Da löste sie langsam die langen, schmalen Hände von dem Gesicht, wandte ihm voll das blasse Antlitz zu, schlug die Augen groß auf und sprach mit traurigem Blick: »Ja. Ihr durftet annehmen, ich liebe Euch. Denn es war die Wahrheit. Und ich konnte – Ja: mehr! Ich wollte es auch nicht – weiter verbergen.«
»Hei! Das gesteht Ihr also zu? Und doch, und doch, Verräterin, verraten und verlassen!«
»O Herr Heinrich …!« – »Nun, beim Zorne Gottes, der uns morgen richtet! Ist das nicht Verrat? Ihr liebtet mich, sagt Ihr? Seltsame Liebe! Sechs Wochen aus den Augen – für immer aus dem Sinn!« – »Herr Heinrich – war das Heilfriedens Art?« – »Nein! Freilich nicht! Gewiß nicht! Ich hätte geeidet als Euer Eidhelfer und Euer Kämpfer – allein! – gegen eine Welt von Speeren: – ›Kein steter, kein verlässiger Herz hat je in Weibesbrust geschlagen.‹ Daher ja die Verzweiflung! Es war nicht nur der Schmerz um Euch: – nicht nur Euch, den Glauben an die ganze Menschheit hab' ich ja verloren. War mir doch bei der Kunde, als fielen alle Sterne vom Himmel: Dieses herrliche Geschöpf – dieses! – verhehlt mir nicht mehr ihre Liebe. Das war zu Ostern. Ich ziehe aus in der Regentin Dienst wider die Wenden. Ich wußte, kehrte ich siegreich zurück an den Hof nach Regensburg, – die Herzogswürde war mir zugedacht. Als Herzog wollt' ich um die Hand Heilfriedens werben. Zu Pfingsten bin ich, sieggekrönt, zurück und sie – – ist fort und des Grafen Gerwalt Weib. O pfui! Wie grenzenlos abscheulich!« Und er stürmte wieder durch den Saal.

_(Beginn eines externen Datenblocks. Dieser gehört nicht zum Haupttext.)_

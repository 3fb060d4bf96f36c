use chrono::{DateTime, TimeZone, Utc};
use harvest_core::entity::{EntityRecord, RecordSource};
use harvest_core::models::{PageId, PageTask, RawPage};
use harvest_core::schema::EntityKind;
use harvest_db::{Database, EntityRepository};
use sqlx::sqlite::SqlitePoolOptions;

pub const THRALL_WIKITEXT: &str = "{{Thrall
| name = Dalinsia Sen
| id = 10012
| class = Fighter
| Health = 1,250
| levelCurve = Fast
| NPCDRArmor = 15
| NPCKillXP = 540
| gender = Female
| thrallable = yes
| race = [[Nordheimer]]
| fac = [[The Relic Hunters|Relic Hunters]]
}}
==Notes==
* Can be captured at the [[Sinkhole]].

[[Category:Thralls]]
";

/// Fresh in-memory database with migrations applied.
///
/// A single long-lived connection keeps the in-memory database alive for
/// the whole test.
pub async fn setup_test_db() -> EntityRepository {
    let pool = SqlitePoolOptions::new()
        .max_connections(1)
        .idle_timeout(None)
        .max_lifetime(None)
        .connect("sqlite::memory:")
        .await
        .expect("Failed to open in-memory SQLite");

    let db = Database::from_pool(pool);
    db.migrate().await.expect("Failed to run migrations");
    db.entity_repo()
}

pub fn test_time() -> DateTime<Utc> {
    Utc.with_ymd_and_hms(2024, 1, 1, 0, 0, 0).unwrap()
}

pub fn raw_page(id: u64, title: &str, text: &str) -> RawPage {
    RawPage::fetched_at(&PageTask::new(id, title), text.to_string(), test_time())
}

pub fn record(kind: EntityKind, name: &str) -> EntityRecord {
    EntityRecord::new(
        kind,
        name,
        RecordSource {
            page_id: PageId(1),
            title: name.to_string(),
            fetched_at: test_time(),
            content_hash: "0".repeat(64),
        },
    )
}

Matt sprach sie, kaum vernehmbar: »Ja. Fort war sie. – Und war des Grafen Gerwalt Weib. – Wißt Ihr auch, warum?« »Tod und Verderben!« fuhr er auf. »Welcher Hohn! Weil sie jetzt – war er doch auch jünger und schöner! – auf einmal den Grafen Gerwalt liebte!« Und er blieb wieder hart vor ihr stehen und schoß flammende Blitze auf sie herab. »Nein,« sagte sie ruhig und sah ihm voll und fest in die zornigen Augen. »Weil Kaiserin Theophano befahl.«
Er taumelte zurück. »Wie? Was? … Und darum?«
»O Herr Heinrich,« begann sie liebreich-sanft und beinah heiter in allem Weh. »Nein, Ihr seid wahrlich nie ein eitler Mann gewesen, der sich die Gunst der Frauen eingebildet hätte. Ihr sahet sie ja nicht an vielen von uns, als sie mit Händen zu greifen war. Und nun vollends Sie! Ihr allein merktet nicht, was der ganze Hof wußte.« – »Aber was denn? Was?« – »Die Kaiserwitwe Theophano – die wunderschöne Griechin – verwitwet im sechsundzwanzigsten Jahre – die herrliche, glühende Frau – sie hat Euch geliebt aus aller Macht ihres Wesens.«
»Die Kaiserin? Unmöglich!«
»Und die schöne, stolze, heiße Frau in ihren blauschwarzen diademgleichen Flechten,« fuhr sie ruhig fort, »sie entdeckte, der Graf von Rothenburg, der von so vielen geliebte Held, zeichne vor allen Frauen und Jungfrauen des Hofes aus das schlichte blonde, arme Edelfräulein von der Heide, aus dem Lande der Westfalen. Sie konnt' es nicht begreifen. Sie hatte recht: denn ich begriff auch nicht, warum? Und deshalb – so dachte sie wohl – achtet er gar der Frau Kaiserin nicht und sieht nicht ihre brennende Liebe. Sie war meine Wohlthäterin, die Erzieherin meiner verwaisten Jugend. Sie ließ mich kommen, sie öffnete mir ihr Herz. ›Du mußt ihm aus den Augen,‹ sprach sie, ›blondes Kind. Du mußt ihm unerreichbar werden. Dann – ist er mein. Du wirst nicht so selbstisch sein, ihm den Weg an meiner Seite – den sichern Weg zu höchstem Erdenglanz und Ruhm – zu versperren. Aber auch du sollst nicht leiden. Behüte! Graf Gerwalt liebt dich, ich weiß es. Er ist ein schöner wackrer Mann, ein Held wie jener. Du wirst sein glücklich Weib. Heinrich aber – er wird wozu ihn Gott vorausbestimmt hat durch hohe Gaben –: Regent des deutschen und italischen Reiches und mein Gemahl.‹ Sie befahl. Ich gehorchte. Durft' ich, – ich armes Ding! – dem Aufflug des Adlers zur Sonne im Wege sein?« »Um Gottes willen!« schrie der Gequälte auf. »Geopfert um meinetwillen?« Und er warf sich leidenschaftlich vor ihr nieder auf die Kniee.
Sofort sprang sie auf.
Weit trat sie weg von ihm zur Thüre.